Local communities are involved in all three of our projects: our data-gathering component, our news-stream/broadband wiki, and the video showcase we plan to release. BroadbandCensus.com displays data and news nation-wide, but our site incorporates Broadband Census Indiana and others, offering state-wide and city-wide views of the broadband marketplace. We’re also building a community through our Broadband Census for America conferences.

How is your idea innovative? (new or different from what already exists)

Commercial broadband providers know where they offer service, and where they don’t. BroadbandCensus.com wants to equalize knowledge. We provide internet end-users with data, information and video resources about the providers. As communities consider their internet options, they want the most complete information about broadband – and they want to learn and share knowledge from other communities that have offered citizens internet access. BroadbandCensus.com is the platform to freely and openly share news and data about broadband communities and about carriers. Particularly as Bells and cable operators begin to meter out bitstreams, citizen-users of their network will use BroadbandCensus.com as the neutral third party to monitor carriers.

What experience do you or your organization have to successfully develop this project?

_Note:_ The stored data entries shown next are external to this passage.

//! SQLx unit-of-work.

use async_trait::async_trait;
use sqlx::{PgPool, Postgres, Transaction};
use tokio::sync::Mutex;
use tracing::debug;

use message_contracts::{IsolationLevel, StoreError, StoreResult, TransactionSide, UnitOfWork};

use crate::db_err;

/// One transaction boundary over a PostgreSQL pool, tagged with its side.
///
/// Repositories created from the same unit of work execute inside its active
/// transaction. A fresh instance is created per delivery scope; the outbox
/// publisher reuses one across passes (begin/commit per pass).
pub struct SqlxUnitOfWork {
    pool: PgPool,
    side: TransactionSide,
    active: Mutex<Option<Transaction<'static, Postgres>>>,
}

impl SqlxUnitOfWork {
    pub fn new(pool: PgPool, side: TransactionSide) -> Self {
        Self {
            pool,
            side,
            active: Mutex::new(None),
        }
    }

    pub(crate) fn pool(&self) -> &PgPool {
        &self.pool
    }

    pub(crate) fn slot(&self) -> &Mutex<Option<Transaction<'static, Postgres>>> {
        &self.active
    }
}

#[async_trait]
impl UnitOfWork for SqlxUnitOfWork {
    fn side(&self) -> TransactionSide {
        self.side
    }

    async fn begin(&self, isolation: IsolationLevel) -> StoreResult<()> {
        let mut guard = self.active.lock().await;
        if guard.is_some() {
            return Err(StoreError::TransactionAlreadyActive(self.side));
        }

        let mut tx = self.pool.begin().await.map_err(db_err)?;
        sqlx::query(&format!(
            "SET TRANSACTION ISOLATION LEVEL {}",
            isolation.as_sql()
        ))
        .execute(&mut *tx)
        .await
        .map_err(db_err)?;

        debug!(side = ?self.side, isolation = isolation.as_sql(), "transaction opened");
        *guard = Some(tx);
        Ok(())
    }

    async fn commit(&self) -> StoreResult<()> {
        let tx = self
            .active
            .lock()
            .await
            .take()
            .ok_or(StoreError::NoActiveTransaction(self.side))?;
        tx.commit().await.map_err(db_err)?;
        debug!(side = ?self.side, "transaction committed");
        Ok(())
    }

    async fn rollback(&self) -> StoreResult<()> {
        match self.active.lock().await.take() {
            Some(tx) => {
                tx.rollback().await.map_err(db_err)?;
                debug!(side = ?self.side, "transaction rolled back");
                Ok(())
            }
            // Idempotent by contract, so error paths roll back unconditionally.
            None => Ok(()),
        }
    }
}
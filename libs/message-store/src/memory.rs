//! In-memory implementations of the persistence contracts.
//!
//! Writes are staged on the unit of work and applied to the shared tables on
//! commit, or discarded on rollback, so tests observe the same atomicity the
//! SQLx implementations provide. Used by the scenario suite and available to
//! downstream services for their own tests.

use std::collections::HashMap;
use std::sync::atomic::{AtomicBool, AtomicU32, Ordering};
use std::sync::{Arc, Mutex};

use async_trait::async_trait;
use chrono::{DateTime, Utc};

use message_contracts::{
    ConsumerEvent, ConsumerEventCommandRepository, ConsumerEventQueryRepository, ConsumerScope,
    Event, EventCommandRepository, EventPublisher, EventRoute, IsolationLevel, ScopeFactory,
    StoreError, StoreResult, TransactionSide, UnitOfWork,
};

type Apply = Box<dyn FnOnce() + Send>;

/// Unit of work that stages writes and applies them on commit.
pub struct MemoryUnitOfWork {
    side: TransactionSide,
    state: Mutex<TxState>,
    fail_next_commit: AtomicBool,
}

#[derive(Default)]
struct TxState {
    active: bool,
    staged: Vec<Apply>,
}

impl MemoryUnitOfWork {
    pub fn new(side: TransactionSide) -> Arc<Self> {
        Arc::new(Self {
            side,
            state: Mutex::new(TxState::default()),
            fail_next_commit: AtomicBool::new(false),
        })
    }

    /// Make the next `commit` fail and discard its staged writes, simulating
    /// a crash between broker publish and database commit.
    pub fn fail_next_commit(&self) {
        self.fail_next_commit.store(true, Ordering::SeqCst);
    }

    fn stage(&self, apply: Apply) -> StoreResult<()> {
        let mut state = self.state.lock().expect("uow state poisoned");
        if !state.active {
            return Err(StoreError::NoActiveTransaction(self.side));
        }
        state.staged.push(apply);
        Ok(())
    }
}

#[async_trait]
impl UnitOfWork for MemoryUnitOfWork {
    fn side(&self) -> TransactionSide {
        self.side
    }

    async fn begin(&self, _isolation: IsolationLevel) -> StoreResult<()> {
        let mut state = self.state.lock().expect("uow state poisoned");
        if state.active {
            return Err(StoreError::TransactionAlreadyActive(self.side));
        }
        state.active = true;
        Ok(())
    }

    async fn commit(&self) -> StoreResult<()> {
        let staged = {
            let mut state = self.state.lock().expect("uow state poisoned");
            if !state.active {
                return Err(StoreError::NoActiveTransaction(self.side));
            }
            state.active = false;
            std::mem::take(&mut state.staged)
        };

        if self.fail_next_commit.swap(false, Ordering::SeqCst) {
            return Err(StoreError::Database(anyhow::anyhow!(
                "injected commit failure"
            )));
        }

        for apply in staged {
            apply();
        }
        Ok(())
    }

    async fn rollback(&self) -> StoreResult<()> {
        let mut state = self.state.lock().expect("uow state poisoned");
        state.active = false;
        state.staged.clear();
        Ok(())
    }
}

/// Shared outbox table.
#[derive(Default)]
pub struct MemoryEventTable {
    rows: Mutex<Vec<Event>>,
}

impl MemoryEventTable {
    pub fn shared() -> Arc<Self> {
        Arc::new(Self::default())
    }

    /// Direct insert for seeding tests; bypasses any transaction.
    pub fn insert(&self, event: Event) {
        self.rows.lock().expect("event table poisoned").push(event);
    }

    pub fn snapshot(&self) -> Vec<Event> {
        self.rows.lock().expect("event table poisoned").clone()
    }

    pub fn find(&self, id: &str) -> Option<Event> {
        self.rows
            .lock()
            .expect("event table poisoned")
            .iter()
            .find(|e| e.id == id)
            .cloned()
    }

    pub fn len(&self) -> usize {
        self.rows.lock().expect("event table poisoned").len()
    }

    pub fn is_empty(&self) -> bool {
        self.len() == 0
    }
}

pub struct MemoryEventCommandRepository {
    uow: Arc<MemoryUnitOfWork>,
    table: Arc<MemoryEventTable>,
}

impl MemoryEventCommandRepository {
    pub fn new(uow: Arc<MemoryUnitOfWork>, table: Arc<MemoryEventTable>) -> Self {
        Self { uow, table }
    }
}

#[async_trait]
impl EventCommandRepository for MemoryEventCommandRepository {
    async fn add(&self, event: &Event) -> StoreResult<()> {
        let table = self.table.clone();
        let event = event.clone();
        self.uow.stage(Box::new(move || table.insert(event)))
    }

    async fn find_all_ordered_by_date(&self) -> StoreResult<Vec<Event>> {
        let mut rows = self.table.snapshot();
        rows.sort_by(|a, b| a.created_at.cmp(&b.created_at));
        Ok(rows)
    }

    async fn change(&self, event: &Event) -> StoreResult<()> {
        let table = self.table.clone();
        let changed = event.clone();
        self.uow.stage(Box::new(move || {
            let mut rows = table.rows.lock().expect("event table poisoned");
            if let Some(row) = rows.iter_mut().find(|e| e.id == changed.id) {
                *row = changed;
            }
        }))
    }

    async fn remove(&self, event: &Event) -> StoreResult<()> {
        let table = self.table.clone();
        let id = event.id.clone();
        self.uow.stage(Box::new(move || {
            table
                .rows
                .lock()
                .expect("event table poisoned")
                .retain(|e| e.id != id);
        }))
    }
}

/// Shared inbox table.
#[derive(Default)]
pub struct MemoryMarkerTable {
    rows: Mutex<HashMap<String, ConsumerEvent>>,
}

impl MemoryMarkerTable {
    pub fn shared() -> Arc<Self> {
        Arc::new(Self::default())
    }

    pub fn contains(&self, id: &str) -> bool {
        self.rows
            .lock()
            .expect("marker table poisoned")
            .contains_key(id)
    }

    pub fn len(&self) -> usize {
        self.rows.lock().expect("marker table poisoned").len()
    }

    pub fn is_empty(&self) -> bool {
        self.len() == 0
    }
}

/// Inbox repository over a shared marker table; serves both sides.
pub struct MemoryConsumerEventRepository {
    uow: Arc<MemoryUnitOfWork>,
    table: Arc<MemoryMarkerTable>,
}

impl MemoryConsumerEventRepository {
    pub fn new(uow: Arc<MemoryUnitOfWork>, table: Arc<MemoryMarkerTable>) -> Self {
        Self { uow, table }
    }

    async fn find(&self, id: &str) -> StoreResult<Option<ConsumerEvent>> {
        Ok(self
            .table
            .rows
            .lock()
            .expect("marker table poisoned")
            .get(id)
            .cloned())
    }

    async fn insert(&self, marker: &ConsumerEvent) -> StoreResult<()> {
        let table = self.table.clone();
        let marker = marker.clone();
        self.uow.stage(Box::new(move || {
            table
                .rows
                .lock()
                .expect("marker table poisoned")
                .insert(marker.id.clone(), marker);
        }))
    }

    async fn prune(&self, cutoff: DateTime<Utc>) -> StoreResult<u64> {
        let mut rows = self.table.rows.lock().expect("marker table poisoned");
        let before = rows.len();
        rows.retain(|_, marker| marker.created_at >= cutoff);
        Ok((before - rows.len()) as u64)
    }
}

#[async_trait]
impl ConsumerEventCommandRepository for MemoryConsumerEventRepository {
    async fn find_by_id(&self, id: &str) -> StoreResult<Option<ConsumerEvent>> {
        self.find(id).await
    }

    async fn add(&self, marker: &ConsumerEvent) -> StoreResult<()> {
        self.insert(marker).await
    }

    async fn delete_older_than(&self, cutoff: DateTime<Utc>) -> StoreResult<u64> {
        self.prune(cutoff).await
    }
}

#[async_trait]
impl ConsumerEventQueryRepository for MemoryConsumerEventRepository {
    async fn find_by_id(&self, id: &str) -> StoreResult<Option<ConsumerEvent>> {
        self.find(id).await
    }

    async fn add(&self, marker: &ConsumerEvent) -> StoreResult<()> {
        self.insert(marker).await
    }

    async fn delete_older_than(&self, cutoff: DateTime<Utc>) -> StoreResult<u64> {
        self.prune(cutoff).await
    }
}

/// Scope factory over shared marker tables; each scope gets fresh units of
/// work, mirroring the per-delivery scope rule.
pub struct MemoryScopeFactory {
    pub command_markers: Arc<MemoryMarkerTable>,
    pub query_markers: Arc<MemoryMarkerTable>,
}

impl MemoryScopeFactory {
    pub fn new() -> Self {
        Self {
            command_markers: MemoryMarkerTable::shared(),
            query_markers: MemoryMarkerTable::shared(),
        }
    }
}

impl Default for MemoryScopeFactory {
    fn default() -> Self {
        Self::new()
    }
}

#[async_trait]
impl ScopeFactory for MemoryScopeFactory {
    async fn create_scope(&self) -> anyhow::Result<ConsumerScope> {
        let command_uow = MemoryUnitOfWork::new(TransactionSide::Command);
        let query_uow = MemoryUnitOfWork::new(TransactionSide::Query);

        Ok(ConsumerScope {
            command_inbox: Arc::new(MemoryConsumerEventRepository::new(
                command_uow.clone(),
                self.command_markers.clone(),
            )),
            query_inbox: Arc::new(MemoryConsumerEventRepository::new(
                query_uow.clone(),
                self.query_markers.clone(),
            )),
            command_uow,
            query_uow,
        })
    }
}

/// Event publisher that records what it is handed, with optional failure
/// injection for crash-point tests.
#[derive(Default)]
pub struct RecordingEventPublisher {
    published: Mutex<Vec<(EventRoute, Event)>>,
    fail_remaining: AtomicU32,
}

impl RecordingEventPublisher {
    pub fn shared() -> Arc<Self> {
        Arc::new(Self::default())
    }

    /// Fail the next `n` publishes before recovering.
    pub fn fail_times(&self, n: u32) {
        self.fail_remaining.store(n, Ordering::SeqCst);
    }

    pub fn published(&self) -> Vec<(EventRoute, Event)> {
        self.published.lock().expect("publisher poisoned").clone()
    }

    pub fn published_count(&self) -> usize {
        self.published.lock().expect("publisher poisoned").len()
    }
}

#[async_trait]
impl EventPublisher for RecordingEventPublisher {
    async fn publish_event(&self, route: &EventRoute, event: &Event) -> anyhow::Result<()> {
        if self
            .fail_remaining
            .fetch_update(Ordering::SeqCst, Ordering::SeqCst, |n| n.checked_sub(1))
            .is_ok()
        {
            anyhow::bail!("injected publish failure for event `{}`", event.id);
        }
        self.published
            .lock()
            .expect("publisher poisoned")
            .push((route.clone(), event.clone()));
        Ok(())
    }
}
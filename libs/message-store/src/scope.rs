//! Per-delivery scope factory.

use std::sync::Arc;

use async_trait::async_trait;
use sqlx::PgPool;

use message_contracts::{ConsumerScope, ScopeFactory, TransactionSide};

use crate::{
    SqlxConsumerEventCommandRepository, SqlxConsumerEventQueryRepository, SqlxUnitOfWork,
};

/// Builds a fresh scope per delivery: two new unit-of-work instances over the
/// shared pools and the inbox repository bound to each. Dropping the scope
/// rolls back anything left open by returning the pooled connections.
pub struct SqlxScopeFactory {
    command_pool: PgPool,
    query_pool: PgPool,
}

impl SqlxScopeFactory {
    pub fn new(command_pool: PgPool, query_pool: PgPool) -> Self {
        Self {
            command_pool,
            query_pool,
        }
    }
}

#[async_trait]
impl ScopeFactory for SqlxScopeFactory {
    async fn create_scope(&self) -> anyhow::Result<ConsumerScope> {
        let command_uow = Arc::new(SqlxUnitOfWork::new(
            self.command_pool.clone(),
            TransactionSide::Command,
        ));
        let query_uow = Arc::new(SqlxUnitOfWork::new(
            self.query_pool.clone(),
            TransactionSide::Query,
        ));

        Ok(ConsumerScope {
            command_inbox: Arc::new(SqlxConsumerEventCommandRepository::new(command_uow.clone())),
            query_inbox: Arc::new(SqlxConsumerEventQueryRepository::new(query_uow.clone())),
            command_uow,
            query_uow,
        })
    }
}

Drew Clark is one of the toughest and most comprehensive telecom, media and technology journalists in the United States. He is widely respected for his fairness and insight in covering Washington-based internet issues. As the Editor and Executive Director of BroadbandCensus.com, which he created in December 2007 to provide the public with an objective measure of where broadband is available and which carriers offer it, Clark sees the company as an ally and partner of local communities, cities, counties and states on the all-important issue of building good internet access block-by-block.

Prior to launching BroadbandCensus.com, Clark led the “Well Connected” Project at the Center for Public Integrity. As Senior Fellow and Project Manager there, he directed all aspects of this investigative journalism venture monitoring the political influence of the communications industries. He was responsible for the five million-record Media Tracker database, the most comprehensive collection of information about media ownership. Seeing broadband as the next key battleground, he initiated the Freedom of Information Act lawsuit for local internet data at the Federal Communications Commission.

From 1998 to 2006, Clark was Senior Writer at the National Journal Group, where he was editor, writer, columnist, commentator, moderator and host of technology coverage, leading comprehensive reporting of telecommunications, privacy, antitrust, free speech and intellectual property. Clark brings the journalistic expertise, the management capacity, and the passion to stand up to incumbent interests.